* **DIRECTIONS**: Those lines of the following listing which contain the string "normalize" should be returned.
(DATA Opens)
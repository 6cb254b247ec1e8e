// ai module - prompt construction, model invocation, and response
// normalization

pub mod api;
pub mod normalize;
pub mod prompts;

// re-export key public items for convenient access
pub use api::{generate_insight_report, invoke_model, DEFAULT_MODEL};
pub use normalize::{
    parse_insight_response, strip_code_fences, FeedbackKind, InsightReport, XyzFeedback,
};
pub use prompts::{build_analysis_prompt, get_system_prompt, select_significant_commits};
(DATA Closes)
* **ANSWER FOR THE TASK**:
pub mod normalize;
pub use normalize::{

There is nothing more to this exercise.